## Assignment
The data below calls for an exact copy.

## Extracted records
###
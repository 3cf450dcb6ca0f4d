use thiserror::Error;

/// Typed error hierarchy for scene resolution and playback sync.
///
/// Resolution errors are local to a single poll tick: the sync loop logs
/// them and retries on the next interval instead of tearing the timer down.
#[derive(Debug, Error)]
pub enum SyncError {
    /// The filtered scene set came up empty (e.g. a speaker who never
    /// speaks in this episode). Callers may retry without filters.
    #[error("no scenes match: {0}")]
    EmptyTable(String),

    /// More than one scene claims the same timestamp. This is a
    /// data-integrity defect in the scene table and must fail loudly;
    /// never silently pick one of the claimants.
    #[error("overlapping scenes at t={time}: scene {first} and scene {second}")]
    Overlap { time: f64, first: u32, second: u32 },

    /// Episode id absent from the static metadata catalog.
    #[error("unknown episode: {0}")]
    UnknownEpisode(String),

    /// Scene table loading or parsing failed.
    #[error("scene table load failed: {0}")]
    Load(String),

    #[error("{0}")]
    Other(String),
}

/// Serialize as a plain string so host frontends receive the same
/// `"error message"` string convention the display layer expects.
impl serde::Serialize for SyncError {
    fn serialize<S: serde::Serializer>(&self, s: S) -> Result<S::Ok, S::Error> {
        s.serialize_str(&self.to_string())
    }
}

// ── From impls ─────────────────────────────────────────────────────────────

impl From<anyhow::Error> for SyncError {
    fn from(e: anyhow::Error) -> Self {
        SyncError::Load(e.to_string())
    }
}

impl From<serde_json::Error> for SyncError {
    fn from(e: serde_json::Error) -> Self {
        SyncError::Load(e.to_string())
    }
}

/// Allows `.map_err(|e| format!("…", e))?` and `ok_or_else(|| format!(…))?`
/// to coerce into SyncError without changing the call sites.
impl From<String> for SyncError {
    fn from(s: String) -> Self {
        SyncError::Other(s)
    }
}

/// Allows `.ok_or("literal string")?` to coerce into SyncError.
impl From<&str> for SyncError {
    fn from(s: &str) -> Self {
        SyncError::Other(s.to_string())
    }
}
###
## Completed task
repository 3cf450dcb6ca0f4d
use thiserror::Error;

/// Typed error hierarchy for scene resolution and playback sync.
///
/// Resolution errors are local to a single poll tick: the sync loop logs
/// them and retries on the next interval instead of tearing the timer down.
#[derive(Debug, Error)]
pub enum SyncError {
    /// The filtered scene set came up empty (e.g. a speaker who never
    /// speaks in this episode). Callers may retry without filters.
    #[error("no scenes match: {0}")]
    EmptyTable(String),

    /// More than one scene claims the same timestamp. This is a
    /// data-integrity defect in the scene table and must fail loudly;
    /// never silently pick one of the claimants.
    #[error("overlapping scenes at t={time}: scene {first} and scene {second}")]
    Overlap { time: f64, first: u32, second: u32 },

    /// Episode id absent from the static metadata catalog.
    #[error("unknown episode: {0}")]
    UnknownEpisode(String),

    /// Scene table loading or parsing failed.
    #[error("scene table load failed: {0}")]
    Load(String),

    #[error("{0}")]
    Other(String),
}

/// Serialize as a plain string so host frontends receive the same
/// `"error message"` string convention the display layer expects.
impl serde::Serialize for SyncError {
    fn serialize<S: serde::Serializer>(&self, s: S) -> Result<S::Ok, S::Error> {
        s.serialize_str(&self.to_string())
    }
}

// ── From impls ─────────────────────────────────────────────────────────────

impl From<anyhow::Error> for SyncError {
    fn from(e: anyhow::Error) -> Self {
        SyncError::Load(e.to_string())
    }
}

impl From<serde_json::Error> for SyncError {
    fn from(e: serde_json::Error) -> Self {
        SyncError::Load(e.to_string())
    }
}

/// Allows `.map_err(|e| format!("…", e))?` and `ok_or_else(|| format!(…))?`
/// to coerce into SyncError without changing the call sites.
impl From<String> for SyncError {
    fn from(s: String) -> Self {
        SyncError::Other(s)
    }
}

/// Allows `.ok_or("literal string")?` to coerce into SyncError.
impl From<&str> for SyncError {
    fn from(s: &str) -> Self {
        SyncError::Other(s.to_string())
    }
}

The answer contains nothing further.